Informazioni su questo libro

Il racconto di una quotidiana, devastante, divertente guerra familiare. Da una parte un ragazzo in balia degli ormoni e delle pressioni sociali, dall'altra suo padre. Al centro, i sentimenti inquieti, spesso inspiegabili ma pieni di amore, tra genitori e figli. «Jérôme Colin ritrae il momento fatale in cui la bestia divora l'innocenza per rigurgitare un adolescente».

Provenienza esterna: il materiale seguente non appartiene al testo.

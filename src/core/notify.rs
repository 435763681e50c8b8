//! Notification surface: transient toasts and per-form inline messages.

use std::{
    collections::BTreeMap,
    fmt,
    time::{Duration, Instant},
};

/// Tone of a notification.
#[derive(Debug, Clone, Copy, PartialEq, Eq)]
pub enum Kind {
    /// Confirmation.
    Success,
    /// Failure, shown as-is.
    Error,
}

impl fmt::Display for Kind {
    fn fmt(&self, f: &mut fmt::Formatter<'_>) -> fmt::Result {
        match self {
            Self::Success => f.write_str("success"),
            Self::Error => f.write_str("error"),
        }
    }
}

/// A transient notification.
#[derive(Debug, Clone, PartialEq, Eq)]
pub struct Toast {
    /// Text shown.
    pub message: String,
    /// Tone.
    pub kind: Kind,
    /// When it was raised; expiry counts from here.
    pub raised_at: Instant,
}

/// A message under one form.
#[derive(Debug, Clone, PartialEq, Eq)]
pub struct FieldMessage {
    /// Text shown.
    pub message: String,
    /// Tone.
    pub kind: Kind,
    /// When it was set; expiry counts from here.
    pub set_at: Instant,
}

/// Toasts stack in the order they were raised; each expires after `toast_ttl`.
/// Inline messages are keyed by target and replaced by the next message for that target.
#[derive(Debug, Clone)]
pub struct Notifier {
    toast_ttl: Duration,
    message_ttl: Duration,
    toasts: Vec<Toast>,
    messages: BTreeMap<String, FieldMessage>,
}

impl Notifier {
    /// Creates an empty notifier.
    ///
    /// # Arguments
    /// * `toast_ttl` - How long a toast stays up
    /// * `message_ttl` - How long an inline message stays up
    #[must_use]
    pub const fn new(toast_ttl: Duration, message_ttl: Duration) -> Self {
        Self {
            toast_ttl,
            message_ttl,
            toasts: Vec::new(),
            messages: BTreeMap::new(),
        }
    }

    /// Raises a toast on top of the stack.
    pub fn notify(&mut self, message: impl Into<String>, kind: Kind) {
        self.toasts.push(Toast {
            message: message.into(),
            kind,
            raised_at: Instant::now(),
        });
    }

    /// Sets the inline message of `target`, replacing the previous one.
    pub fn set_field_message(&mut self, target: &str, message: impl Into<String>, kind: Kind) {
        self.messages.insert(
            target.to_string(),
            FieldMessage {
                message: message.into(),
                kind,
                set_at: Instant::now(),
            },
        );
    }

    /// Live toasts, oldest first.
    #[must_use]
    pub fn toasts(&self) -> &[Toast] {
        &self.toasts
    }

    /// Inline message of `target`, if one is live.
    #[must_use]
    pub fn field_message(&self, target: &str) -> Option<&FieldMessage> {
        self.messages.get(target)
    }

    /// Live inline messages ordered by target.
    pub fn field_messages(&self) -> impl Iterator<Item = (&str, &FieldMessage)> {
        self.messages.iter().map(|(target, msg)| (target.as_str(), msg))
    }

    /// Most recent error toast, if any.
    #[must_use]
    pub fn last_error(&self) -> Option<&str> {
        self.toasts
            .iter()
            .rev()
            .find(|toast| toast.kind == Kind::Error)
            .map(|toast| toast.message.as_str())
    }

    /// Drops every toast and message whose lifetime ended before `now`.
    pub fn sweep(&mut self, now: Instant) {
        let toast_ttl = self.toast_ttl;
        let message_ttl = self.message_ttl;
        self.toasts
            .retain(|toast| now.saturating_duration_since(toast.raised_at) < toast_ttl);
        self.messages
            .retain(|_, msg| now.saturating_duration_since(msg.set_at) < message_ttl);
    }
}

L'Express «Il guaio con i bambini è che crescono. Un bel mattino, senza preavviso, si presentano in sneaker, rispondono a grugniti, ascoltano musica orrenda, sbattono le porte. Mangiano, dormono, si fanno la doccia, sudano, puzzano, cambiano umore ogni cinque minuti. Ti esasperano. Ti odiano. Ti disprezzano. Consumano tonnellate di carta igienica. E, come se non bastasse,  smettono di considerarti Dio in Terrra».L'unico posto in cui il padre di un quindicenne può trovare rifugio è il bagno di casa. Solo qui, circondato da pareti piastrellate e dal silenzio, può cercare di capire cosa è andato storto. Perché questa è la storia di una coppia che rischia di andare in pezzi di fronte agli assalti ripetuti di un figlio adolescente: Paul, che passa tutto il tempo a smanettare sul telefono, grugnisce invece di parlare e, come se non bastasse, è stato ripreso piú volte dai professori per aver gridato «Allah Akbar» nel cortile della scuola. Cosa abbiamo fatto di male?, si chiedono i genitori. Niente. Ma la guerra è ormai dichiarata. E loro non sono preparati. Tra goffi tentativi di salvare un matrimonio in crisi, gesti sorprendenti, ansie e paure, Jérôme Colin ci consegna un ritratto di famiglia umoristico e straziante, puntuale e senza tempo.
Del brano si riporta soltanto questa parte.